In a typically united front, the Directors Guild of America’s national board has unanimously endorsed the tentative three-year deal with the congloms, triggering a ratification vote by its 14,300 members.

The DGA disclosed Thursday that the pact mirrors gains in the recent deal for the Screen Actors Guild and the American Federation of Television & Radio Artists — a 2% annual wage hike and a boost to 15.5% from 14% in pension and health contributions, along with the concession of elimination of the first-class travel requirement.

But two days after the DGA concluded the deal, there’s still no word from the Writers Guild of America. Even though the WGA shares about 1,000 members with the DGA, it has neither congratulated the directors nor commented on whether it’s working on setting a date for negotiations.

The Alliance of Motion Picture & Television Producers had no comment Thursday on the prospect of WGA negotiations, 4 1/2 months prior to expiration of the writers deal.
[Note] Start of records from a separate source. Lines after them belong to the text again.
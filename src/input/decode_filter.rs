/// FFmpeg解码过滤器模块
/// FFmpeg decode filter module
use crate::types::Frame;
use crossbeam_channel::Sender;
use ez_ffmpeg::filter::frame_filter::FrameFilter;
use ez_ffmpeg::filter::frame_filter_context::FrameFilterContext;
use ez_ffmpeg::{AVMediaType, Frame as AvFrame};
use image::RgbImage;
use std::time::Instant;

/// FFmpeg解码过滤器: 视频片段 → RGB帧 → 采集线程
#[derive(Clone)]
pub struct DecodeFilter {
    pub tx_frames: Sender<Frame>, // 发送给采集线程 (有界, 解码跟随读取速度)
    pub frame_id: u64,
    pub dropped: u64,
    pub count: u64,
    pub last: Instant,
    pub current_fps: f64,
    pub source: String,
}

impl DecodeFilter {
    pub fn new(tx_frames: Sender<Frame>, source: String) -> Self {
        Self {
            tx_frames,
            frame_id: 0,
            dropped: 0,
            count: 0,
            last: Instant::now(),
            current_fps: 0.0,
            source,
        }
    }
}

/// 最大支持分辨率
const MAX_SIDE: i32 = 4096;

/// 通过检查的YUV420P平面布局
#[derive(Debug, PartialEq, Eq)]
struct PlaneLayout {
    width: u32,
    height: u32,
    y_stride: usize,
    uv_stride: usize,
}

impl PlaneLayout {
    /// 分辨率必须在 1..=4096, 步长为正且覆盖一整行
    fn check(width: i32, height: i32, y_stride: i32, uv_stride: i32) -> Option<Self> {
        if width <= 0 || height <= 0 || width > MAX_SIDE || height > MAX_SIDE {
            return None;
        }
        if y_stride < width || uv_stride < (width + 1) / 2 {
            return None;
        }
        Some(Self {
            width: width as u32,
            height: height as u32,
            y_stride: y_stride as usize,
            uv_stride: uv_stride as usize,
        })
    }
}

impl DecodeFilter {
    fn skip(&mut self, reason: &str) {
        self.dropped += 1;
        if self.dropped <= 10 {
            log::warn!("⚠️  {} 丢弃帧 #{}: {}", self.source, self.frame_id, reason);
        }
    }
}

impl FrameFilter for DecodeFilter {
    fn media_type(&self) -> AVMediaType {
        AVMediaType::AVMEDIA_TYPE_VIDEO
    }

    fn init(&mut self, _ctx: &FrameFilterContext) -> Result<(), String> {
        log::debug!("✅ 解码开始: {}", self.source);
        Ok(())
    }

    fn filter_frame(
        &mut self,
        frame: AvFrame,
        _ctx: &FrameFilterContext,
    ) -> Result<Option<AvFrame>, String> {
        let rgb = unsafe {
            if frame.as_ptr().is_null() || frame.is_empty() || frame.is_corrupt() {
                self.skip("空帧/损坏帧");
                return Ok(Some(frame));
            }
            let raw = &*frame.as_ptr();

            let data_y = raw.data[0];
            let data_u = raw.data[1];
            let data_v = raw.data[2];
            if data_y.is_null() || data_u.is_null() || data_v.is_null() {
                self.skip("YUV指针为空");
                return Ok(Some(frame));
            }

            let Some(layout) =
                PlaneLayout::check(raw.width, raw.height, raw.linesize[0], raw.linesize[1])
            else {
                self.skip("分辨率或步长异常");
                return Ok(Some(frame));
            };
            let PlaneLayout {
                width: w,
                height: h,
                y_stride,
                uv_stride,
            } = layout;

            // YUV420P → RGB (BT.601)
            let mut rgb = RgbImage::new(w, h);
            for (x, y, px) in rgb.enumerate_pixels_mut() {
                let (x, y) = (x as usize, y as usize);
                let y_val = *data_y.add(y * y_stride + x) as f32;
                let u_val = *data_u.add((y / 2) * uv_stride + x / 2) as f32 - 128.0;
                let v_val = *data_v.add((y / 2) * uv_stride + x / 2) as f32 - 128.0;

                px.0 = [
                    (y_val + 1.402 * v_val).clamp(0.0, 255.0) as u8,
                    (y_val - 0.344 * u_val - 0.714 * v_val).clamp(0.0, 255.0) as u8,
                    (y_val + 1.772 * u_val).clamp(0.0, 255.0) as u8,
                ];
            }
            rgb
        };

        // 计算FPS
        if self.last.elapsed().as_secs_f64() >= 1.0 {
            let elapsed = self.last.elapsed().as_secs_f64();
            self.current_fps = self.count as f64 / elapsed;
            log::debug!("📺 解码统计: {} | {:.1}fps", self.source, self.current_fps);
            self.last = Instant::now();
            self.count = 0;
        }

        let decoded = Frame::new(self.frame_id, rgb);
        self.frame_id += 1;
        self.count += 1;

        // 阻塞发送: 采集线程退出后接收端被释放, 此时中止解码
        self.tx_frames
            .send(decoded)
            .map_err(|_| String::from("采集线程已退出"))?;

        Ok(Some(frame))
    }

    fn uninit(&mut self, _ctx: &FrameFilterContext) {
        log::debug!("✅ 解码结束: {}", self.source);
    }
}

#[cfg(test)]
mod tests {
    use super::*;

    #[test]
    fn test_plane_layout_accepts_padded_strides() {
        assert_eq!(
            PlaneLayout::check(641, 480, 704, 352),
            Some(PlaneLayout {
                width: 641,
                height: 480,
                y_stride: 704,
                uv_stride: 352,
            })
        );
    }

    #[test]
    fn test_plane_layout_rejects_bad_frames() {
        assert!(PlaneLayout::check(0, 480, 640, 320).is_none());
        assert!(PlaneLayout::check(640, 0, 640, 320).is_none());
        assert!(PlaneLayout::check(8192, 480, 8192, 4096).is_none());
        // 负步长 (倒置图像) 不能当作 usize 使用
        assert!(PlaneLayout::check(640, 480, -640, -320).is_none());
        assert!(PlaneLayout::check(640, 480, 600, 320).is_none());
        // 奇数宽度的色度行需要 (w+1)/2 字节
        assert!(PlaneLayout::check(641, 480, 704, 320).is_none());
    }
}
But the AMPTP will undoubtedly assert that the successor WGA deal will have to adhere to the same parameters as the DGA and SAG/AFTRA pacts.

The specific gains in the DGA deal include a new, higher compensation tier for directors working on high-budget basic cable dramatic programming; a first-timecontribution to the health plan on vacation pay and “completion of assignment” pay; and an increase in the cap on health plan contributions for unit production managers on features from $250,000 to $350,000. In addition, associate directors on multicamera primetime dramatic series will receive a share of residuals for the first time.
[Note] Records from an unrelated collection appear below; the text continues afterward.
//! Participant-group context shared by every distributed object.
//!
//! A communicator is created once at process start and handed explicitly to
//! whatever needs the group (maps, reductions). Two backends exist: one MPI
//! process per participant, or one thread per participant inside a single
//! process.

mod common;

mod errors;
pub use errors::{CommError, CommResult};

mod traits;
pub use traits::{Communicator, CommunicatorKind, ReduceOp, ROOT_RANK};

mod mpi_communicator;
pub use mpi_communicator::MPICommunicator;

mod thread_communicator;
pub use thread_communicator::{spawn_world, ThreadCommunicator};
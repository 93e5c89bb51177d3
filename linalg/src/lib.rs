//! Distributed linear algebra over a [`communicator::Communicator`]: index partitioning
//! ([`Map`]), a host/device mirrored buffer ([`DualView`]) and a distributed vector
//! ([`Vector`]).

/// Global index of an entry
pub type GlobalOrdinal = i64;

mod errors;
pub use errors::{LinalgError, LinalgResult};

mod map;
pub use map::Map;

mod dual_view;
pub use dual_view::{DualView, HostWrite, SyncState};

mod vector;
pub use vector::Vector;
“I’m truly pleased with this new contract,” said Gil Cates, chair of the DGA’s negotiations committee. “We went in there knowing full well that increasing employer contributions to our health plan would be our top priority. By the time we finished, we not only achieved a significant increase in contributions on our regular compensation, we also achieved contributions on completion of assignment pay and vacation pay for the first time ever.”

The DGA reached the deal Tuesday with the majors after three weeks of talks, 7 1/2 months prior to expiration of its current pact.
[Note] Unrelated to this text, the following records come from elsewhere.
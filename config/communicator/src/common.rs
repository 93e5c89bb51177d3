#[macro_export]
macro_rules! root_println {
    ($comm: expr, $($arg:tt)*) => {{
        use $crate::Communicator as _;
        if $comm.is_root() {
            println!($($arg)*);
        }
    }};
}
As for the Writers Guild, its current pact, hammered out after a bruising 100-day strike that began in November 2007, expires on May 1. The guild has tapped John Bowman and Billy Ray as heads of the negotiating committee and issued a list of potential demands several months ago, including improving new-media language and improving pay, particularly for cable writers.

Prior to the Nov. 16 launch of the DGA talks, DGA leaders singled out the need to boost employer contributions to the DGA pension and health plans while noting that the new-media residuals carved out in the last round of talks had yet to yield significant revenue for its members. There was no mention of changes to new-media terms in Thursday’s announcement.

For the DGA, employers contribute to the guild plans an additional 14% of the total compensation paid to directors — 8.5% to health, 5.5% to pension. The new deal raises the health contribution to 10%.

The WGA receives 14.5% (8.5% health, 6% pension), while SAG receives 15% (9.25% health, 5.75% pension) as does AFTRA (9.75% health, 5.25% pension). SAG and AFTRA’s tentative deal for features and primetime boosts the employer contribution to 16.5%.

All the guild plans are operated separately from the unions and are overseen by a board comprised of reps from the studios and the unions.

The revamp in the first-class travel provision — viewed as a top priority by the companies — specifies that business class will be provided on flights of more than 1,000 miles unless it’s not available, in which case actors and directors will fly first class. On flights of under 1,000 miles, they will fly the highest available coach class.

A joint board of SAG and AFTRA reps voted Saturday to endorse the deal. That ratification vote’s expected to be completed in mid-January.